Exploring the Latino Metropolis: A Brief Urban Cultural History of US Latinos

The History of Chicago

The first wave of Latino immigrants to Chicago were Mexicans making their up through Texas and into the Midwest and finally into Chicago. Bought to the Windy City by job prospects, the first wave was mostly made up of young, unskilled men who were promised permanent employment (though that was seldom true) (23). The population grew quickly, going from 1,000 in 1916 to 20,000 in 1930 (20). They mostly settled in the other dominantly immigrant, minority neighborhoods in the city where the industrial factories dominated the landscape: South Chicago (Steel), Back of the Yard (packing houses), and Near West Side (railroad) (21-22). 

Unlike their Mexican counterparts, Puerto Ricans started immigrating to Chicago in the late 1940s. Though they to immigrated for financial reasons as Puerto Rico suffered from massive unemployment and rampant poverty. But it wouldn’t be until the 1950s and 60s that Puerto Ricans would start immigrating to Chicago in mass. In 1960, the census read 32, 371. By 1970, that number had more than doubled to 78,963 (Padilla, 39). Puerto Ricans did not move into the already existing immigrant, minority neighborhoods. Instead they carved out their own barrios in dominantly white neighborhoods in the middle of the city (42).
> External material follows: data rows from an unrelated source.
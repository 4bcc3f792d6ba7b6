//! Cooldown controller: suppress noisy non-material repeats per cluster.

use std::collections::BTreeMap;

use chrono::{DateTime, Duration, Utc};
use serde::{Deserialize, Serialize};

use crate::suppression::SuppressionReason;

/// Default cooldown window.
pub const DEFAULT_COOLDOWN_WINDOW_HOURS: i64 = 72;

/// Per-cluster record of the last admission.
///
/// Upserted by the orchestrator on every successful packet build; persisted
/// across runs by the caller.
#[derive(Debug, Clone, PartialEq, Serialize, Deserialize)]
pub struct ClusterCooldownEntry {
    /// When this cluster last produced a packet.
    pub last_admitted_at: DateTime<Utc>,
    /// Fingerprint that was admitted.
    pub cluster_fingerprint: String,
}

/// Cooldown state keyed by cluster key. BTreeMap keeps persisted JSON
/// deterministic across runs.
pub type CooldownState = BTreeMap<String, ClusterCooldownEntry>;

/// Evaluate the cooldown and generic materiality gates for one candidate.
///
/// Material deltas always pass. A non-material delta is suppressed as
/// `cooldown_non_material` when it repeats an admitted fingerprint inside
/// the window, and as `non_material_delta` otherwise (the generic
/// "nothing to act on" path).
pub fn evaluate(
    state: &CooldownState,
    cluster_key: &str,
    cluster_fingerprint: &str,
    material: bool,
    now: DateTime<Utc>,
    window_hours: i64,
) -> Option<SuppressionReason> {
    if material {
        return None;
    }

    if let Some(entry) = state.get(cluster_key) {
        let within_window = now - entry.last_admitted_at < Duration::hours(window_hours);
        if entry.cluster_fingerprint == cluster_fingerprint && within_window {
            return Some(SuppressionReason::CooldownNonMaterial);
        }
    }

    Some(SuppressionReason::NonMaterialDelta)
}

/// Record an admission for a cluster, unconditionally replacing any prior
/// record.
pub fn record_admission(
    state: &mut CooldownState,
    cluster_key: &str,
    cluster_fingerprint: &str,
    now: DateTime<Utc>,
) {
    state.insert(
        cluster_key.to_string(),
        ClusterCooldownEntry {
            last_admitted_at: now,
            cluster_fingerprint: cluster_fingerprint.to_string(),
        },
    );
}
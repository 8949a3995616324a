/* SPDX-FileCopyrightText: © 2025 Decompollaborate */
/* SPDX-License-Identifier: MIT */

use core::fmt;

/// Size in bytes of a World table entry.
pub const WORLD_STRIDE: u32 = 0x20;

/// Size in bytes of an OAM entry.
pub const OAM_STRIDE: u32 = 8;

/// Halfword of a World table entry.
#[derive(Debug, Clone, Copy, Hash, PartialEq, Eq, PartialOrd, Ord)]
pub struct WorldField {
    word: u32,
}

impl WorldField {
    pub const fn new(word: u32) -> Self {
        Self { word }
    }

    pub const fn word(&self) -> u32 {
        self.word
    }

    pub const fn name(&self) -> Option<&'static str> {
        match self.word {
            0 => Some("WORLD_CTRL(L/R enable,bgm,scx/scy,end/over,bgmap_base)"),
            1 => Some("GX"),
            2 => Some("GP"),
            3 => Some("GY"),
            4 => Some("MX"),
            5 => Some("MP"),
            6 => Some("MY"),
            7 => Some("WINDOW_WIDTH"),
            8 => Some("WINDOW_HEIGHT"),
            9 => Some("PARAM_BASE"),
            10 => Some("OVERPLANE_CHAR"),
            _ => None,
        }
    }
}

impl fmt::Display for WorldField {
    fn fmt(&self, f: &mut fmt::Formatter<'_>) -> fmt::Result {
        match self.name() {
            Some(name) => write!(f, "{}", name),
            None => write!(f, "WORD{}", self.word),
        }
    }
}

/// Halfword of an OAM entry.
#[derive(Debug, Clone, Copy, Hash, PartialEq, Eq, PartialOrd, Ord)]
pub struct ObjField {
    word: u32,
}

impl ObjField {
    pub const fn new(word: u32) -> Self {
        Self { word }
    }

    pub const fn word(&self) -> u32 {
        self.word
    }

    pub const fn name(&self) -> Option<&'static str> {
        match self.word {
            0 => Some("JX"),
            1 => Some("JP_EYEMASK"),
            2 => Some("JY"),
            3 => Some("ATTR(char,palette,hflip,vflip)"),
            _ => None,
        }
    }
}

impl fmt::Display for ObjField {
    fn fmt(&self, f: &mut fmt::Formatter<'_>) -> fmt::Result {
        match self.name() {
            Some(name) => write!(f, "{}", name),
            None => write!(f, "WORD{}", self.word),
        }
    }
}
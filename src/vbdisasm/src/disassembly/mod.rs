/* SPDX-FileCopyrightText: © 2025 Decompollaborate */
/* SPDX-License-Identifier: MIT */

mod disassembly_display;
mod labels;

pub use disassembly_display::{Disassembly, DisassemblyDisplay, DisassemblyDisplaySettings};
pub use labels::{build_labels, Label, LabelMap};
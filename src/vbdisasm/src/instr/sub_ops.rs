/* SPDX-FileCopyrightText: © 2025 Decompollaborate */
/* SPDX-License-Identifier: MIT */

use core::fmt;

/// Sub-operation of the bit string opcode, taken from the low 5 bits of the instruction.
#[derive(Debug, Clone, Copy, Hash, PartialEq, Eq, PartialOrd, Ord)]
pub struct BitStringOp {
    value: u8,
}

impl BitStringOp {
    pub const fn new(value: u8) -> Self {
        Self {
            value: value & 0x1F,
        }
    }

    pub const fn value(&self) -> u8 {
        self.value
    }

    pub const fn name(&self) -> Option<&'static str> {
        match self.value {
            0x00 => Some("sch0bsu"),
            0x01 => Some("sch0bsd"),
            0x02 => Some("sch1bsu"),
            0x03 => Some("sch1bsd"),
            0x08 => Some("orbsu"),
            0x09 => Some("andbsu"),
            0x0A => Some("xorbsu"),
            0x0B => Some("movbsu"),
            0x0C => Some("ornbsu"),
            0x0D => Some("andnbsu"),
            0x0E => Some("xornbsu"),
            0x0F => Some("notbsu"),
            _ => None,
        }
    }
}

impl fmt::Display for BitStringOp {
    fn fmt(&self, f: &mut fmt::Formatter<'_>) -> fmt::Result {
        match self.name() {
            Some(name) => write!(f, "{}", name),
            None => write!(f, "bstr_{:02x}", self.value),
        }
    }
}

/// Sub-operation of the floating point / Nintendo extension opcode, taken from the top 6 bits of
/// the second halfword.
#[derive(Debug, Clone, Copy, Hash, PartialEq, Eq, PartialOrd, Ord)]
pub struct FloatOp {
    value: u8,
}

impl FloatOp {
    pub const fn new(value: u8) -> Self {
        Self {
            value: value & 0x3F,
        }
    }

    pub const fn value(&self) -> u8 {
        self.value
    }

    pub const fn name(&self) -> Option<&'static str> {
        match self.value {
            0x00 => Some("cmpf.s"),
            0x02 => Some("cvt.ws"),
            0x03 => Some("cvt.sw"),
            0x04 => Some("addf.s"),
            0x05 => Some("subf.s"),
            0x06 => Some("mulf.s"),
            0x07 => Some("divf.s"),
            0x08 => Some("xb"),
            0x09 => Some("xh"),
            0x0A => Some("rev"),
            0x0B => Some("trnc.sw"),
            0x0C => Some("mpyhw"),
            _ => None,
        }
    }

    /// `xb` and `xh` swap bytes or halfwords in place and only take a single register.
    pub const fn is_single_register(&self) -> bool {
        matches!(self.value, 0x08 | 0x09)
    }
}

impl fmt::Display for FloatOp {
    fn fmt(&self, f: &mut fmt::Formatter<'_>) -> fmt::Result {
        match self.name() {
            Some(name) => write!(f, "{}", name),
            None => write!(f, "fpp_{:02x}", self.value),
        }
    }
}
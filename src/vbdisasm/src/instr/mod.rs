/* SPDX-FileCopyrightText: © 2025 Decompollaborate */
/* SPDX-License-Identifier: MIT */

mod condition;
mod decoded_instruction;
mod decoder;
mod gpr;
mod mem_write;
mod mnemonic;
mod sub_ops;
mod system_register;

pub use condition::Condition;
pub use decoded_instruction::{DecodedInstruction, InstructionText};
pub use decoder::decode_instruction;
pub use gpr::Gpr;
pub use mem_write::{MemWrite, TouchedAddresses, WriteKind};
pub use mnemonic::{InstructionFamily, Mnemonic};
pub use sub_ops::{BitStringOp, FloatOp};
pub use system_register::SystemRegister;

pub(crate) const fn sign_extend(value: u32, bits: u32) -> i32 {
    let shift = 32 - bits;
    ((value << shift) as i32) >> shift
}
/* SPDX-FileCopyrightText: © 2025 Decompollaborate */
/* SPDX-License-Identifier: MIT */

mod platform;
mod scan_settings;

pub use platform::{ADDRESS_MASK_27, DEFAULT_BASE, RESET_VECTOR_PC};
pub use scan_settings::{ScanFlags, ScanSettings};
/* SPDX-FileCopyrightText: © 2025 Decompollaborate */
/* SPDX-License-Identifier: MIT */

#![no_std]

#[cfg(feature = "std")]
#[macro_use]
extern crate std;

extern crate alloc;

pub mod analysis;
pub mod config;
pub mod disassembly;
pub mod instr;
pub mod reader;
pub mod report;
pub mod scanner;
pub mod vip;
/* SPDX-FileCopyrightText: © 2025 Decompollaborate */
/* SPDX-License-Identifier: MIT */

use core::fmt;

use super::{BitStringOp, Condition, FloatOp, WriteKind};

/// Broad operand-encoding family of an instruction.
#[derive(Debug, Clone, Copy, Hash, PartialEq, Eq, PartialOrd, Ord)]
pub enum InstructionFamily {
    /// Opcodes `0x00..=0x0F`: two register operands.
    RegisterRegister,
    /// Opcodes `0x10..=0x1E`: a 5-bit immediate (or nothing) plus a register.
    RegisterImmediate,
    /// `ldsr` and `stsr`.
    SystemRegister,
    BitString,
    /// `Bcond` with a 9-bit displacement.
    Branch,
    /// `jr` and `jal` with a 26-bit displacement.
    Jump,
    /// 16-bit immediate ALU and move operations.
    ImmediateExtended,
    /// Loads, port inputs and `caxi`.
    Load,
    /// Stores and port outputs.
    Store,
    /// Floating point and Nintendo specific bit manipulation.
    FloatingPoint,
    Invalid,
}

#[derive(Debug, Clone, Copy, Hash, PartialEq, Eq, PartialOrd, Ord)]
pub enum Mnemonic {
    // Register-register
    Mov,
    Add,
    Sub,
    Cmp,
    Shl,
    Shr,
    Jmp,
    Sar,
    Mul,
    Div,
    Mulu,
    Divu,
    Or,
    And,
    Xor,
    Not,

    // Register-immediate
    MovImm,
    AddImm,
    Setf,
    CmpImm,
    ShlImm,
    ShrImm,
    Ei,
    SarImm,
    Trap,
    Reti,
    Halt,
    Di,

    Ldsr,
    Stsr,

    BitString(BitStringOp),

    Branch(Condition),

    Jr,
    Jal,

    Movea,
    Addi,
    Ori,
    Andi,
    Xori,
    Movhi,

    LdB,
    LdH,
    LdW,
    InB,
    InH,
    Caxi,
    InW,

    StB,
    StH,
    StW,
    OutB,
    OutH,
    OutW,

    Float(FloatOp),

    /// A halfword that doesn't decode to any known instruction.
    Hword,
}

impl Mnemonic {
    pub const fn family(&self) -> InstructionFamily {
        match self {
            Self::Mov
            | Self::Add
            | Self::Sub
            | Self::Cmp
            | Self::Shl
            | Self::Shr
            | Self::Jmp
            | Self::Sar
            | Self::Mul
            | Self::Div
            | Self::Mulu
            | Self::Divu
            | Self::Or
            | Self::And
            | Self::Xor
            | Self::Not => InstructionFamily::RegisterRegister,

            Self::MovImm
            | Self::AddImm
            | Self::Setf
            | Self::CmpImm
            | Self::ShlImm
            | Self::ShrImm
            | Self::Ei
            | Self::SarImm
            | Self::Trap
            | Self::Reti
            | Self::Halt
            | Self::Di => InstructionFamily::RegisterImmediate,

            Self::Ldsr | Self::Stsr => InstructionFamily::SystemRegister,
            Self::BitString(_) => InstructionFamily::BitString,
            Self::Branch(_) => InstructionFamily::Branch,
            Self::Jr | Self::Jal => InstructionFamily::Jump,

            Self::Movea | Self::Addi | Self::Ori | Self::Andi | Self::Xori | Self::Movhi => {
                InstructionFamily::ImmediateExtended
            }

            Self::LdB | Self::LdH | Self::LdW | Self::InB | Self::InH | Self::Caxi | Self::InW => {
                InstructionFamily::Load
            }

            Self::StB | Self::StH | Self::StW | Self::OutB | Self::OutH | Self::OutW => {
                InstructionFamily::Store
            }

            Self::Float(_) => InstructionFamily::FloatingPoint,
            Self::Hword => InstructionFamily::Invalid,
        }
    }

    /// The kind of memory write performed by this instruction, if any.
    pub const fn write_kind(&self) -> Option<WriteKind> {
        match self {
            Self::StB => Some(WriteKind::StB),
            Self::StH => Some(WriteKind::StH),
            Self::StW => Some(WriteKind::StW),
            Self::OutB => Some(WriteKind::OutB),
            Self::OutH => Some(WriteKind::OutH),
            Self::OutW => Some(WriteKind::OutW),
            Self::Caxi => Some(WriteKind::Caxi),
            _ => None,
        }
    }

    /// The name of the mnemonic, if it doesn't depend on a sub-operation table.
    pub const fn fixed_name(&self) -> Option<&'static str> {
        let name = match self {
            Self::Mov | Self::MovImm => "mov",
            Self::Add | Self::AddImm => "add",
            Self::Sub => "sub",
            Self::Cmp | Self::CmpImm => "cmp",
            Self::Shl | Self::ShlImm => "shl",
            Self::Shr | Self::ShrImm => "shr",
            Self::Jmp => "jmp",
            Self::Sar | Self::SarImm => "sar",
            Self::Mul => "mul",
            Self::Div => "div",
            Self::Mulu => "mulu",
            Self::Divu => "divu",
            Self::Or => "or",
            Self::And => "and",
            Self::Xor => "xor",
            Self::Not => "not",
            Self::Setf => "setf",
            Self::Ei => "ei",
            Self::Trap => "trap",
            Self::Reti => "reti",
            Self::Halt => "halt",
            Self::Di => "di",
            Self::Ldsr => "ldsr",
            Self::Stsr => "stsr",
            Self::Branch(cond) => cond.branch_mnemonic(),
            Self::Jr => "jr",
            Self::Jal => "jal",
            Self::Movea => "movea",
            Self::Addi => "addi",
            Self::Ori => "ori",
            Self::Andi => "andi",
            Self::Xori => "xori",
            Self::Movhi => "movhi",
            Self::LdB => "ld.b",
            Self::LdH => "ld.h",
            Self::LdW => "ld.w",
            Self::InB => "in.b",
            Self::InH => "in.h",
            Self::Caxi => "caxi",
            Self::InW => "in.w",
            Self::StB => "st.b",
            Self::StH => "st.h",
            Self::StW => "st.w",
            Self::OutB => "out.b",
            Self::OutH => "out.h",
            Self::OutW => "out.w",
            Self::Hword => ".hword",
            Self::BitString(_) | Self::Float(_) => return None,
        };
        Some(name)
    }
}

impl fmt::Display for Mnemonic {
    fn fmt(&self, f: &mut fmt::Formatter<'_>) -> fmt::Result {
        match self {
            Self::BitString(op) => write!(f, "{}", op),
            Self::Float(op) => write!(f, "{}", op),
            _ => match self.fixed_name() {
                Some(name) => write!(f, "{}", name),
                None => write!(f, "{:?}", self),
            },
        }
    }
}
This may be because by the time Puerto Ricans reached Chicago, the industrial factories that provided the majority of the unskilled labor jobs for immigrants were on the decline, leaving restaurant work, janitorial work, and delivery boys/stockroom workers for corporations as the major income for most Puerto Ricans (43). 

Despite both group’s different backgrounds and initial starts in the city, they would face similar challenges and pushbacks from already established neighborhoods and communities. They would need to fight to have their voices heard in the political climate and education systems. As historian Felix M. Padilla writes, after being forced to assimilate and change the way they view familial ties, work, and religion, Latinos of Chicago created a new Latino ethnic-conscious identity as a way to “integrate” their “past and present,” (7).